## Task description
Go over the data below and say how many lines hold the word "params". Only the number is needed.

---------------

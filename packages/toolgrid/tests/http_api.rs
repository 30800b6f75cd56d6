mod common;

use axum::{
    body::Body,
    http::{Request, StatusCode},
};
use http_body_util::BodyExt;
use serde_json::Value;
use tower::ServiceExt;

use common::build_gateway;
use toolgrid::http::server::make_router;
use toolgrid::init_tracing_tests;
use utils::context::AppContext;

async fn body_json(response: axum::response::Response) -> Value {
    let bytes = response.into_body().collect().await.unwrap().to_bytes();
    serde_json::from_slice(&bytes).unwrap()
}

#[test]
fn requests_without_a_key_are_rejected() {
    init_tracing_tests();
    let ctx = AppContext::new(Some(2));
    let tmp = tempfile::tempdir().unwrap();

    let app_ctx = ctx.clone();
    ctx.rt.clone().block_on(async move {
        let (gateway, _worker, config) = build_gateway(tmp.path());
        let router = make_router(config, gateway, app_ctx).unwrap();

        let response = router
            .clone()
            .oneshot(Request::builder().uri("/tools").body(Body::empty()).unwrap())
            .await
            .unwrap();
        assert_eq!(response.status(), StatusCode::UNAUTHORIZED);

        let body = body_json(response).await;
        assert_eq!(body["success"], false);
        assert_eq!(body["code"], "UNAUTHENTICATED");

        // a wrong key is also rejected
        let response = router
            .oneshot(
                Request::builder()
                    .uri("/tools")
                    .header("x-api-key", "wrong")
                    .body(Body::empty())
                    .unwrap(),
            )
            .await
            .unwrap();
        assert_eq!(response.status(), StatusCode::UNAUTHORIZED);
    });
}

#[test]
fn health_is_public_and_tools_need_auth() {
    init_tracing_tests();
    let ctx = AppContext::new(Some(2));
    let tmp = tempfile::tempdir().unwrap();

    let app_ctx = ctx.clone();
    ctx.rt.clone().block_on(async move {
        let (gateway, _worker, config) = build_gateway(tmp.path());
        let router = make_router(config, gateway, app_ctx).unwrap();

        let response = router
            .clone()
            .oneshot(Request::builder().uri("/health").body(Body::empty()).unwrap())
            .await
            .unwrap();
        assert_eq!(response.status(), StatusCode::OK);

        let response = router
            .oneshot(
                Request::builder()
                    .uri("/tools")
                    .header("authorization", "Bearer test-master-key")
                    .body(Body::empty())
                    .unwrap(),
            )
            .await
            .unwrap();
        assert_eq!(response.status(), StatusCode::OK);

        let body = body_json(response).await;
        assert_eq!(body["success"], true);
        assert!(body["data"].as_array().unwrap().is_empty());
        assert!(body["requestId"].is_string());
    });
}

#[test]
fn server_crud_over_http() {
    init_tracing_tests();
    let ctx = AppContext::new(Some(2));
    let tmp = tempfile::tempdir().unwrap();

    let app_ctx = ctx.clone();
    ctx.rt.clone().block_on(async move {
        let (gateway, _worker, config) = build_gateway(tmp.path());
        let router = make_router(config, gateway.clone(), app_ctx).unwrap();

        let create = Request::builder()
            .method("POST")
            .uri("/servers")
            .header("authorization", "Bearer test-master-key")
            .header("content-type", "application/json")
            .body(Body::from(
                serde_json::json!({
                    "name": "weather",
                    "transport": {"type": "http", "url": "http://localhost:1"},
                    "rateLimits": {"perMinute": 3, "perDay": 10}
                })
                .to_string(),
            ))
            .unwrap();
        let response = router.clone().oneshot(create).await.unwrap();
        assert_eq!(response.status(), StatusCode::OK);

        let body = body_json(response).await;
        assert_eq!(body["data"]["name"], "weather");
        let server_id = body["data"]["id"].as_str().unwrap().to_string();

        // a duplicate name conflicts
        let duplicate = Request::builder()
            .method("POST")
            .uri("/servers")
            .header("authorization", "Bearer test-master-key")
            .header("content-type", "application/json")
            .body(Body::from(
                serde_json::json!({
                    "name": "weather",
                    "transport": {"type": "http", "url": "http://localhost:2"}
                })
                .to_string(),
            ))
            .unwrap();
        let response = router.clone().oneshot(duplicate).await.unwrap();
        assert_eq!(response.status(), StatusCode::CONFLICT);

        // the audit trail recorded the creation
        let audited = gateway
            .audit_store
            .query(&toolgrid_types::AuditQuery {
                action: Some("server.create".to_string()),
                ..Default::default()
            })
            .unwrap();
        assert_eq!(audited.len(), 1);

        // delete round-trips
        let delete = Request::builder()
            .method("DELETE")
            .uri(format!("/servers/{server_id}"))
            .header("authorization", "Bearer test-master-key")
            .body(Body::empty())
            .unwrap();
        let response = router.clone().oneshot(delete).await.unwrap();
        assert_eq!(response.status(), StatusCode::OK);

        let missing = Request::builder()
            .uri(format!("/servers/{server_id}"))
            .header("authorization", "Bearer test-master-key")
            .body(Body::empty())
            .unwrap();
        let response = router.oneshot(missing).await.unwrap();
        assert_eq!(response.status(), StatusCode::NOT_FOUND);
    });
}

#[test]
fn unknown_endpoints_return_the_envelope() {
    init_tracing_tests();
    let ctx = AppContext::new(Some(2));
    let tmp = tempfile::tempdir().unwrap();

    let app_ctx = ctx.clone();
    ctx.rt.clone().block_on(async move {
        let (gateway, _worker, config) = build_gateway(tmp.path());
        let router = make_router(config, gateway, app_ctx).unwrap();

        let response = router
            .oneshot(
                Request::builder()
                    .uri("/definitely-not-a-route")
                    .body(Body::empty())
                    .unwrap(),
            )
            .await
            .unwrap();
        assert_eq!(response.status(), StatusCode::NOT_FOUND);

        let body = body_json(response).await;
        assert_eq!(body["success"], false);
        assert_eq!(body["code"], "NOT_FOUND");
    });
}
use chrono::Utc;
use rusqlite::{params, OptionalExtension, Row};
use toolgrid_types::{Workflow, WorkflowDefinition, WorkflowId};

use super::db::{time, Db, StorageError, StorageResult};
use super::servers::{json_err, parse_id};

#[derive(Clone)]
pub struct WorkflowStore {
    db: Db,
}

impl WorkflowStore {
    pub fn new(db: Db) -> Self {
        Self { db }
    }

    pub fn insert(&self, name: &str, definition: &WorkflowDefinition) -> StorageResult<Workflow> {
        let workflow = Workflow {
            id: WorkflowId::generate(),
            name: name.to_string(),
            definition: definition.clone(),
            enabled: true,
            created_at: Utc::now(),
            updated_at: Utc::now(),
        };

        let result = self.db.with_conn(|conn| {
            conn.execute(
                "INSERT INTO workflows (id, name, definition, enabled, created_at, updated_at)
                 VALUES (?1, ?2, ?3, ?4, ?5, ?6)",
                params![
                    workflow.id.as_ref(),
                    workflow.name,
                    serde_json::to_string(&workflow.definition).unwrap(),
                    workflow.enabled,
                    time::to_sql(workflow.created_at),
                    time::to_sql(workflow.updated_at),
                ],
            )
        });

        match result {
            Err(StorageError::Sqlite(rusqlite::Error::SqliteFailure(err, _)))
                if err.code == rusqlite::ErrorCode::ConstraintViolation =>
            {
                Err(StorageError::Conflict(format!(
                    "workflow '{name}' already exists"
                )))
            }
            Err(other) => Err(other),
            Ok(_) => Ok(workflow),
        }
    }

    pub fn update(
        &self,
        id: &WorkflowId,
        name: Option<&str>,
        definition: Option<&WorkflowDefinition>,
        enabled: Option<bool>,
    ) -> StorageResult<Workflow> {
        let mut workflow = self
            .get(id)?
            .ok_or_else(|| StorageError::NotFound(format!("workflow {id}")))?;

        if let Some(name) = name {
            workflow.name = name.to_string();
        }
        if let Some(definition) = definition {
            workflow.definition = definition.clone();
        }
        if let Some(enabled) = enabled {
            workflow.enabled = enabled;
        }
        workflow.updated_at = Utc::now();

        self.db.with_conn(|conn| {
            conn.execute(
                "UPDATE workflows SET name = ?2, definition = ?3, enabled = ?4, updated_at = ?5
                 WHERE id = ?1",
                params![
                    workflow.id.as_ref(),
                    workflow.name,
                    serde_json::to_string(&workflow.definition).unwrap(),
                    workflow.enabled,
                    time::to_sql(workflow.updated_at),
                ],
            )
        })?;

        Ok(workflow)
    }

    pub fn set_enabled(&self, id: &WorkflowId, enabled: bool) -> StorageResult<bool> {
        let changed = self.db.with_conn(|conn| {
            conn.execute(
                "UPDATE workflows SET enabled = ?2, updated_at = ?3 WHERE id = ?1",
                params![id.as_ref(), enabled, time::to_sql(Utc::now())],
            )
        })?;
        Ok(changed > 0)
    }

    pub fn get(&self, id: &WorkflowId) -> StorageResult<Option<Workflow>> {
        self.db.with_conn(|conn| {
            conn.query_row(
                "SELECT id, name, definition, enabled, created_at, updated_at
                 FROM workflows WHERE id = ?1",
                [id.as_ref()],
                row_to_workflow,
            )
            .optional()
        })
    }

    pub fn list(&self) -> StorageResult<Vec<Workflow>> {
        self.db.with_conn(|conn| {
            let mut stmt = conn.prepare(
                "SELECT id, name, definition, enabled, created_at, updated_at
                 FROM workflows ORDER BY name",
            )?;
            let rows = stmt.query_map([], row_to_workflow)?;
            rows.collect()
        })
    }

    /// Cascades execution rows through the FK.
    pub fn delete(&self, id: &WorkflowId) -> StorageResult<bool> {
        let deleted = self
            .db
            .with_conn(|conn| conn.execute("DELETE FROM workflows WHERE id = ?1", [id.as_ref()]))?;
        Ok(deleted > 0)
    }
}

fn row_to_workflow(row: &Row<'_>) -> rusqlite::Result<Workflow> {
    let definition: String = row.get(2)?;
    Ok(Workflow {
        id: parse_id(row, 0)?,
        name: row.get(1)?,
        definition: serde_json::from_str(&definition).map_err(|e| json_err(2, e))?,
        enabled: row.get(3)?,
        created_at: time::from_sql(&row.get::<_, String>(4)?),
        updated_at: time::from_sql(&row.get::<_, String>(5)?),
    })
}

#[cfg(test)]
mod tests {
    use super::*;
    use crate::storage::migrations;
    use toolgrid_types::ErrorHandling;

    fn store() -> WorkflowStore {
        let db = Db::open_in_memory().unwrap();
        migrations::apply(&db).unwrap();
        WorkflowStore::new(db)
    }

    fn definition() -> WorkflowDefinition {
        WorkflowDefinition {
            name: "daily".to_string(),
            description: Some("daily report".to_string()),
            steps: Vec::new(),
            error_handling: ErrorHandling::default(),
            timeout_ms: None,
        }
    }

    #[test]
    fn definition_roundtrips_through_storage() {
        let store = store();
        let created = store.insert("daily", &definition()).unwrap();

        let loaded = store.get(&created.id).unwrap().unwrap();
        assert_eq!(loaded.definition, created.definition);
        assert_eq!(loaded.name, "daily");

        let updated = store
            .update(&created.id, Some("nightly"), None, Some(false))
            .unwrap();
        assert_eq!(updated.name, "nightly");
        assert!(!updated.enabled);

        assert!(store.delete(&created.id).unwrap());
        assert!(store.get(&created.id).unwrap().is_none());
    }
}
use utoipa::OpenApi;

use super::{
    audit, budgets, keys, monitor, prompts, resources, search, servers, tools, usage, webhooks,
    workflows,
};

#[derive(OpenApi)]
#[openapi(
    info(
        title = "Toolgrid Gateway API",
        description = "Federated tool-invocation gateway: unified tool/resource/prompt listings, routed invocations, workflows, budgets, and webhooks."
    ),
    paths(
        servers::handle_create_server,
        servers::handle_list_servers,
        servers::handle_get_server,
        servers::handle_update_server,
        servers::handle_delete_server,
        servers::handle_connect_server,
        servers::handle_disconnect_server,
        servers::handle_server_tools,
        servers::handle_create_group,
        servers::handle_list_groups,
        tools::handle_list_tools,
        tools::handle_invoke_tool,
        tools::handle_invoke_batch,
        resources::handle_list_resources,
        resources::handle_read_resource,
        prompts::handle_list_prompts,
        prompts::handle_get_prompt,
        search::handle_search,
        search::handle_reindex,
        workflows::handle_create_workflow,
        workflows::handle_list_workflows,
        workflows::handle_get_workflow,
        workflows::handle_update_workflow,
        workflows::handle_delete_workflow,
        workflows::handle_execute_workflow,
        workflows::handle_list_executions,
        workflows::handle_get_execution,
        workflows::handle_cancel_execution,
        workflows::handle_export_workflow,
        workflows::handle_import_workflow,
        webhooks::handle_create_subscription,
        webhooks::handle_list_subscriptions,
        webhooks::handle_get_subscription,
        webhooks::handle_update_subscription,
        webhooks::handle_delete_subscription,
        webhooks::handle_test_subscription,
        webhooks::handle_list_deliveries,
        webhooks::handle_delivery_stats,
        budgets::handle_create_budget,
        budgets::handle_list_budgets,
        budgets::handle_budget_status,
        budgets::handle_update_budget,
        budgets::handle_delete_budget,
        keys::handle_create_key,
        keys::handle_list_keys,
        keys::handle_update_key,
        audit::handle_query_audit,
        audit::handle_export_audit,
        audit::handle_cleanup_audit,
        usage::handle_query_usage,
        usage::handle_usage_summary,
        usage::handle_export_usage,
        usage::handle_cleanup_usage,
        monitor::handle_health,
        monitor::handle_monitor_health,
        monitor::handle_monitor_breakers,
        monitor::handle_force_open,
        monitor::handle_force_close,
        monitor::handle_monitor_rate_limits,
        monitor::handle_reset_rate_limit,
        monitor::handle_reset_all_rate_limits,
        monitor::handle_monitor_metrics,
    )
)]
pub struct ApiDoc;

---------------

## Exercise response
4